Records contained in a dataset

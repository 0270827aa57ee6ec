//! Command line container runtime
//!
//! Drives the `docker` (or a compatible `podman`) client binary:
//! - Checking the runtime is available
//! - Listing and inspecting images and containers
//! - Running, killing and removing worker containers
//! - Following container logs

use async_trait::async_trait;
use chrono::{DateTime, Utc};
use corral_core::domain::image::ImageRecord;
use serde::Deserialize;
use std::process::Stdio;
use tokio::io::{AsyncBufReadExt, AsyncRead, AsyncWriteExt, BufReader};
use tokio::process::Command;
use tokio::sync::Mutex;
use tracing::{debug, info, warn};

use super::{
    ContainerDetails, ContainerRuntime, ContainerSpec, ContainerSummary, ImageSummary, LogSink,
};
use crate::error::{FleetError, Result};

#[derive(Debug, Deserialize)]
#[serde(rename_all = "PascalCase")]
struct InspectedImage {
    id: String,
    #[serde(default)]
    repo_tags: Option<Vec<String>>,
    #[serde(default)]
    repo_digests: Option<Vec<String>>,
    created: String,
}

impl InspectedImage {
    fn created(&self) -> Option<DateTime<Utc>> {
        DateTime::parse_from_rfc3339(&self.created)
            .ok()
            .map(|t| t.with_timezone(&Utc))
    }

    /// Content digest from `repo@sha256:...`, falling back to the image id
    fn digest(&self) -> String {
        self.repo_digests
            .as_ref()
            .and_then(|d| d.first())
            .and_then(|d| d.split_once('@'))
            .map(|(_, digest)| digest.to_string())
            .unwrap_or_else(|| self.id.clone())
    }
}

#[derive(Debug, Deserialize)]
#[serde(rename_all = "PascalCase")]
struct InspectedContainer {
    id: String,
    #[serde(default)]
    name: String,
    state: InspectedState,
}

#[derive(Debug, Deserialize)]
#[serde(rename_all = "PascalCase")]
struct InspectedState {
    status: String,
}

/// Container runtime backed by a client binary on `PATH`
#[derive(Debug, Clone)]
pub struct CliRuntime {
    binary: String,
}

impl CliRuntime {
    /// Creates a runtime using the given client binary (e.g. "docker")
    pub fn new(binary: impl Into<String>) -> Self {
        Self {
            binary: binary.into(),
        }
    }

    /// Checks that the client binary is installed and working
    pub async fn check_available(&self) -> Result<String> {
        let version = self
            .run("version check", &self.binary, &["--version".to_string()])
            .await?;
        info!("Container runtime is available: {}", version.trim());
        Ok(version.trim().to_string())
    }

    /// Runs the client and returns its stdout
    ///
    /// A non-zero exit becomes a runtime error carrying the exit code and
    /// both output streams.
    async fn run(&self, operation: &'static str, target: &str, args: &[String]) -> Result<String> {
        let output = Command::new(&self.binary)
            .args(args)
            .stdin(Stdio::null())
            .output()
            .await
            .map_err(|e| {
                FleetError::runtime(
                    operation,
                    target,
                    format!("failed to execute {}: {}", self.binary, e),
                )
            })?;

        let stdout = String::from_utf8_lossy(&output.stdout).to_string();
        let stderr = String::from_utf8_lossy(&output.stderr);

        if !stderr.trim().is_empty() {
            debug!("{} {} stderr: {}", self.binary, operation, stderr.trim());
        }

        if !output.status.success() {
            let exit_code = output.status.code().unwrap_or(-1);
            return Err(FleetError::runtime(
                operation,
                target,
                format!("exit_code={}, stderr='{}'", exit_code, stderr.trim()),
            ));
        }

        Ok(stdout)
    }

    async fn inspect_images(&self, references: &[String]) -> Result<Vec<InspectedImage>> {
        let mut args = vec!["image".to_string(), "inspect".to_string()];
        args.extend(references.iter().cloned());
        let target = references.join(" ");
        let stdout = self.run("inspect image", &target, &args).await?;
        serde_json::from_str(&stdout)
            .map_err(|e| FleetError::runtime("inspect image", target, e.to_string()))
    }
}

/// Builds the `run` arguments for a worker container
fn run_args(spec: &ContainerSpec) -> Vec<String> {
    let mut args = vec![
        "run".to_string(),
        "--detach".to_string(),
        "--name".to_string(),
        spec.name.clone(),
    ];
    for var in &spec.env {
        args.push("-e".to_string());
        args.push(var.clone());
    }
    for (key, value) in &spec.labels {
        args.push("--label".to_string());
        args.push(format!("{}={}", key, value));
    }
    for bind in &spec.binds {
        args.push("--volume".to_string());
        args.push(bind.clone());
    }
    args.push(spec.image.clone());
    args.extend(spec.cmd.iter().cloned());
    args
}

/// Copies raw lines from one output stream into the shared sink
async fn forward_lines<R>(reader: R, sink: &Mutex<LogSink>) -> std::io::Result<()>
where
    R: AsyncRead + Unpin,
{
    let mut reader = BufReader::new(reader);
    let mut line = Vec::new();
    loop {
        line.clear();
        if reader.read_until(b'\n', &mut line).await? == 0 {
            return Ok(());
        }
        if line.last() != Some(&b'\n') {
            line.push(b'\n');
        }
        sink.lock().await.write_all(&line).await?;
    }
}

#[async_trait]
impl ContainerRuntime for CliRuntime {
    async fn list_images(&self) -> Result<Vec<ImageSummary>> {
        let args: Vec<String> = ["images", "--all", "--quiet", "--no-trunc"]
            .iter()
            .map(|s| s.to_string())
            .collect();
        let stdout = self.run("list images", "local images", &args).await?;

        let mut ids: Vec<String> = stdout
            .lines()
            .map(str::trim)
            .filter(|l| !l.is_empty())
            .map(str::to_string)
            .collect();
        ids.sort();
        ids.dedup();

        if ids.is_empty() {
            return Ok(Vec::new());
        }

        let images = self.inspect_images(&ids).await?;
        Ok(images
            .into_iter()
            .filter_map(|image| match image.created() {
                Some(created) => Some(ImageSummary {
                    repo_tags: image.repo_tags.clone().unwrap_or_default(),
                    id: image.id,
                    created,
                }),
                None => {
                    warn!("Skipping image {} with unreadable creation time", image.id);
                    None
                }
            })
            .collect())
    }

    async fn inspect_image(&self, reference: &str) -> Result<ImageRecord> {
        let images = self.inspect_images(&[reference.to_string()]).await?;
        let image = images
            .into_iter()
            .next()
            .ok_or_else(|| FleetError::runtime("inspect image", reference, "no such image"))?;
        let created = image.created().ok_or_else(|| {
            FleetError::runtime("inspect image", reference, "unreadable creation time")
        })?;
        Ok(ImageRecord::new(reference, created).with_digest(image.digest()))
    }

    async fn pull_image(&self, reference: &str) -> Result<()> {
        self.run("pull", reference, &["pull".to_string(), reference.to_string()])
            .await?;
        Ok(())
    }

    async fn list_containers(
        &self,
        label_key: &str,
        label_value: &str,
    ) -> Result<Vec<ContainerSummary>> {
        let args = vec![
            "ps".to_string(),
            "--all".to_string(),
            "--no-trunc".to_string(),
            "--filter".to_string(),
            format!("label={}={}", label_key, label_value),
            "--format".to_string(),
            "{{.ID}}\t{{.Names}}".to_string(),
        ];
        let stdout = self.run("list containers", label_value, &args).await?;

        Ok(stdout
            .lines()
            .filter_map(|line| {
                let (id, name) = line.trim().split_once('\t')?;
                Some(ContainerSummary {
                    id: id.to_string(),
                    name: name.to_string(),
                })
            })
            .collect())
    }

    async fn inspect_container(&self, id: &str) -> Result<ContainerDetails> {
        let args = vec![
            "container".to_string(),
            "inspect".to_string(),
            id.to_string(),
        ];
        let stdout = self.run("inspect", id, &args).await?;
        let containers: Vec<InspectedContainer> = serde_json::from_str(&stdout)
            .map_err(|e| FleetError::runtime("inspect", id, e.to_string()))?;
        let container = containers
            .into_iter()
            .next()
            .ok_or_else(|| FleetError::runtime("inspect", id, "no such container"))?;

        Ok(ContainerDetails {
            id: container.id,
            name: container.name.trim_start_matches('/').to_string(),
            status: container
                .state
                .status
                .parse()
                .unwrap_or_else(|never| match never {}),
        })
    }

    async fn create_and_start(&self, spec: &ContainerSpec) -> Result<String> {
        info!("Creating container {} from image {}", spec.name, spec.image);
        let stdout = self.run("run", &spec.name, &run_args(spec)).await?;
        let container_id = stdout.trim().to_string();
        if container_id.is_empty() {
            return Err(FleetError::runtime(
                "run",
                &spec.name,
                "runtime returned no container id",
            ));
        }
        debug!("Container {} started with ID: {}", spec.name, container_id);
        Ok(container_id)
    }

    async fn kill_container(&self, id: &str) -> Result<()> {
        self.run("kill", id, &["kill".to_string(), id.to_string()])
            .await?;
        Ok(())
    }

    async fn remove_container(&self, id: &str) -> Result<()> {
        self.run("remove", id, &["rm".to_string(), id.to_string()])
            .await?;
        Ok(())
    }

    async fn stream_logs(&self, id: &str, sink: LogSink) -> Result<()> {
        let mut child = Command::new(&self.binary)
            .args(["logs", "--follow", id])
            .stdin(Stdio::null())
            .stdout(Stdio::piped())
            .stderr(Stdio::piped())
            .kill_on_drop(true)
            .spawn()
            .map_err(|e| FleetError::runtime("logs", id, e.to_string()))?;

        let stdout = child
            .stdout
            .take()
            .ok_or_else(|| FleetError::runtime("logs", id, "stdout not captured"))?;
        let stderr = child
            .stderr
            .take()
            .ok_or_else(|| FleetError::runtime("logs", id, "stderr not captured"))?;

        let sink = Mutex::new(sink);
        let (out, err) = tokio::join!(forward_lines(stdout, &sink), forward_lines(stderr, &sink));

        // The reader may have gone away first; reap the child either way.
        let _ = child.kill().await;
        out.map_err(|e| FleetError::runtime("logs", id, e.to_string()))?;
        err.map_err(|e| FleetError::runtime("logs", id, e.to_string()))?;

        sink.into_inner()
            .shutdown()
            .await
            .map_err(|e| FleetError::runtime("logs", id, e.to_string()))?;
        Ok(())
    }
}

#[cfg(test)]
mod tests {
    use super::*;
    use std::collections::BTreeMap;

    #[test]
    fn test_run_args_layout() {
        let spec = ContainerSpec {
            name: "fleet1_1".to_string(),
            image: "runner:latest".to_string(),
            env: vec!["WERCKER_RUNNER_TOKEN=abc".to_string()],
            labels: BTreeMap::from([("runner".to_string(), "/x".to_string())]),
            binds: vec!["/tmp:/tmp:rw".to_string()],
            cmd: vec!["/externalRunner.sh".to_string(), "--runner-all".to_string()],
        };
        assert_eq!(
            run_args(&spec),
            vec![
                "run",
                "--detach",
                "--name",
                "fleet1_1",
                "-e",
                "WERCKER_RUNNER_TOKEN=abc",
                "--label",
                "runner=/x",
                "--volume",
                "/tmp:/tmp:rw",
                "runner:latest",
                "/externalRunner.sh",
                "--runner-all",
            ]
        );
    }

    #[test]
    fn test_decode_image_inspect() {
        let body = r#"[{
            "Id": "sha256:abc",
            "RepoTags": ["iad.ocir.io/odx/wercker/wercker-runner:latest"],
            "RepoDigests": ["iad.ocir.io/odx/wercker/wercker-runner@sha256:def"],
            "Created": "2024-05-01T12:00:00.123456789Z"
        }]"#;
        let images: Vec<InspectedImage> = serde_json::from_str(body).unwrap();
        assert_eq!(images[0].digest(), "sha256:def");
        assert!(images[0].created().is_some());
    }

    #[test]
    fn test_decode_image_without_tags() {
        let body = r#"[{"Id": "sha256:abc", "RepoTags": null, "Created": "2024-05-01T12:00:00Z"}]"#;
        let images: Vec<InspectedImage> = serde_json::from_str(body).unwrap();
        assert!(images[0].repo_tags.is_none());
        assert_eq!(images[0].digest(), "sha256:abc");
    }

    #[test]
    fn test_decode_container_inspect() {
        let body = r#"[{"Id": "c0ffee", "Name": "/fleet1_1", "State": {"Status": "exited", "Running": false}}]"#;
        let containers: Vec<InspectedContainer> = serde_json::from_str(body).unwrap();
        assert_eq!(containers[0].id, "c0ffee");
        assert_eq!(containers[0].state.status, "exited");
    }

    #[tokio::test]
    async fn test_forward_lines_terminates_partial_line() {
        let (writer, mut reader) = tokio::io::duplex(1024);
        let sink: Mutex<LogSink> = Mutex::new(Box::new(writer));
        forward_lines(&b"one\ntwo"[..], &sink).await.unwrap();
        drop(sink);

        let mut out = String::new();
        tokio::io::AsyncReadExt::read_to_string(&mut reader, &mut out)
            .await
            .unwrap();
        assert_eq!(out, "one\ntwo\n");
    }
}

Exercise directions: A word-for-word copy of the lines above from the one with "args.push(spec.image.clone());" through the one with "Some(created) => Some(ImageSummary", inclusive, is the only output wanted.

Expected answer:
    args.push(spec.image.clone());
    args.extend(spec.cmd.iter().cloned());
    args
}

/// Copies raw lines from one output stream into the shared sink
async fn forward_lines<R>(reader: R, sink: &Mutex<LogSink>) -> std::io::Result<()>
where
    R: AsyncRead + Unpin,
{
    let mut reader = BufReader::new(reader);
    let mut line = Vec::new();
    loop {
        line.clear();
        if reader.read_until(b'\n', &mut line).await? == 0 {
            return Ok(());
        }
        if line.last() != Some(&b'\n') {
            line.push(b'\n');
        }
        sink.lock().await.write_all(&line).await?;
    }
}

#[async_trait]
impl ContainerRuntime for CliRuntime {
    async fn list_images(&self) -> Result<Vec<ImageSummary>> {
        let args: Vec<String> = ["images", "--all", "--quiet", "--no-trunc"]
            .iter()
            .map(|s| s.to_string())
            .collect();
        let stdout = self.run("list images", "local images", &args).await?;

        let mut ids: Vec<String> = stdout
            .lines()
            .map(str::trim)
            .filter(|l| !l.is_empty())
            .map(str::to_string)
            .collect();
        ids.sort();
        ids.dedup();

        if ids.is_empty() {
            return Ok(Vec::new());
        }

        let images = self.inspect_images(&ids).await?;
        Ok(images
            .into_iter()
            .filter_map(|image| match image.created() {
                Some(created) => Some(ImageSummary {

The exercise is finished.